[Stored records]
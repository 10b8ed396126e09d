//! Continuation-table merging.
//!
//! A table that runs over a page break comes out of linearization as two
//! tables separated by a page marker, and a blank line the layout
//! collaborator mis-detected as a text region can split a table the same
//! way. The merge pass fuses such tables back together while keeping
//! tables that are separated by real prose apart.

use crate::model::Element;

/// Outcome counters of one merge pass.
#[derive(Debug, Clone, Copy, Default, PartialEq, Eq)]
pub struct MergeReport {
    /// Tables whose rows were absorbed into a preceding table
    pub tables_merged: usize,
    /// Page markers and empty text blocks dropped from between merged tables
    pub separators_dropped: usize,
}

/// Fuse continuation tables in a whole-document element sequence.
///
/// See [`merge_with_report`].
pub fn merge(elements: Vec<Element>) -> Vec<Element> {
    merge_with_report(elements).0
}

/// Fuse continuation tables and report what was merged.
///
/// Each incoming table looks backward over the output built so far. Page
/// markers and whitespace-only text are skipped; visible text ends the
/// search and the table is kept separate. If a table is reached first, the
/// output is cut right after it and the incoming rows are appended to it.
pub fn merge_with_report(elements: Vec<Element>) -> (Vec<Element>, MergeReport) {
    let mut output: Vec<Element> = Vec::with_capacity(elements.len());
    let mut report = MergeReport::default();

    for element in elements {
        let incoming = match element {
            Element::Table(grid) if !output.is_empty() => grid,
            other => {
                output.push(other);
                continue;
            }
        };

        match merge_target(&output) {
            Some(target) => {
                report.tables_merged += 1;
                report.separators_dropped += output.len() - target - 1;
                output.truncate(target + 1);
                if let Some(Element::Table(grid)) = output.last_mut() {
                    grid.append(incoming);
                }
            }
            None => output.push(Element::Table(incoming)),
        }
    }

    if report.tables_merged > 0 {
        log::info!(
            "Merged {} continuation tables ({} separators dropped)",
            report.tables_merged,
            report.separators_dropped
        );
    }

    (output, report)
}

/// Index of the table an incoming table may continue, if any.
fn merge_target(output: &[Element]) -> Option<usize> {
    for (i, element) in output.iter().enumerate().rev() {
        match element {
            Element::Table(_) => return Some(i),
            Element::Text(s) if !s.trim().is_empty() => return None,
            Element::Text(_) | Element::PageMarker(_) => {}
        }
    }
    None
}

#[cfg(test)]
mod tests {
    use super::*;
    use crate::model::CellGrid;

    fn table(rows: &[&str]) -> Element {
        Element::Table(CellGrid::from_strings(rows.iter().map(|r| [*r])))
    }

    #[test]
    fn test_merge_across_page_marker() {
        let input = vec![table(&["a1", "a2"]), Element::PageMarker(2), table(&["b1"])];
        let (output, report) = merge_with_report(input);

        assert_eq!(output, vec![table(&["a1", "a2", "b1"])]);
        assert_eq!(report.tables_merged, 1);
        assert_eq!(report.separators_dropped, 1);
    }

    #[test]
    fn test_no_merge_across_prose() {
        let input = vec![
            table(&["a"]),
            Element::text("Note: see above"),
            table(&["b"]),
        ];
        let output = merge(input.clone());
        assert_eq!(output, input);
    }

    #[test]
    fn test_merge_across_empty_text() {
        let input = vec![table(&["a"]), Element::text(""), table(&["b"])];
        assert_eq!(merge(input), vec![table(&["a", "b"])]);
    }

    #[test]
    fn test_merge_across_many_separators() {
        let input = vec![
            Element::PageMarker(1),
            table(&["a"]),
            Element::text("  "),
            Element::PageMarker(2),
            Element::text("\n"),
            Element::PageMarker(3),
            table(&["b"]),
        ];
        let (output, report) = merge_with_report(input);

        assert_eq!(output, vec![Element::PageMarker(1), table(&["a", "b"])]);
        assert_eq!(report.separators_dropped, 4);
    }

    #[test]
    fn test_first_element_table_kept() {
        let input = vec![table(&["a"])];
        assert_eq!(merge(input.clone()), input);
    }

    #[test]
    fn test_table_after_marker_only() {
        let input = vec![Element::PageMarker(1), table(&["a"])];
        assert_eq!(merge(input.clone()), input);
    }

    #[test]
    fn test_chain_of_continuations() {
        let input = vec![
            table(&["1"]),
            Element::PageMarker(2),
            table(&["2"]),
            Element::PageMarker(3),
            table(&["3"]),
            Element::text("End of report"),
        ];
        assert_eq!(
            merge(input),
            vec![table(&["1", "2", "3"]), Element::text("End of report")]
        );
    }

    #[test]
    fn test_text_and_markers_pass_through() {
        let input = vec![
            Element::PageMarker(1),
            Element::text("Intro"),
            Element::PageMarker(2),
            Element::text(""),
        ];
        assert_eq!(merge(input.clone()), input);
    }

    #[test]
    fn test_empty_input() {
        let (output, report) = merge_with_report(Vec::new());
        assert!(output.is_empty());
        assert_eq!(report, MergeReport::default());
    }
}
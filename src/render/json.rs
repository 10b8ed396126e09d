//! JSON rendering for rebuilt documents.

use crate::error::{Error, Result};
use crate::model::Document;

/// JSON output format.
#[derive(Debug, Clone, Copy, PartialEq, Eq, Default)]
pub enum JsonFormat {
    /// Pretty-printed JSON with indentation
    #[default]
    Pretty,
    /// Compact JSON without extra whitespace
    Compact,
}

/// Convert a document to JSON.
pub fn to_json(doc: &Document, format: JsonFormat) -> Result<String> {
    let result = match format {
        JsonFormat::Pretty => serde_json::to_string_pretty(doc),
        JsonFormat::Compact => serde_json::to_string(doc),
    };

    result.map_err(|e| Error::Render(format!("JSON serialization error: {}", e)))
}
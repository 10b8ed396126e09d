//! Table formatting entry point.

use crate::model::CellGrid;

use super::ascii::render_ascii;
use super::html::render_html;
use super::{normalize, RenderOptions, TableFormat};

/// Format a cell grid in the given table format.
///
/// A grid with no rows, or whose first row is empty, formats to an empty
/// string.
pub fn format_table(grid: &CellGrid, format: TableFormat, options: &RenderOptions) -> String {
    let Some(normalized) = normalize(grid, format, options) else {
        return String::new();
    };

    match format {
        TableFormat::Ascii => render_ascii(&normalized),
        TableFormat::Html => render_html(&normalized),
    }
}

● Problem description: Using the entries above, return each line that includes the word "continue".

● Solution to this task:
                continue;
/// Index of the table an incoming table may continue, if any.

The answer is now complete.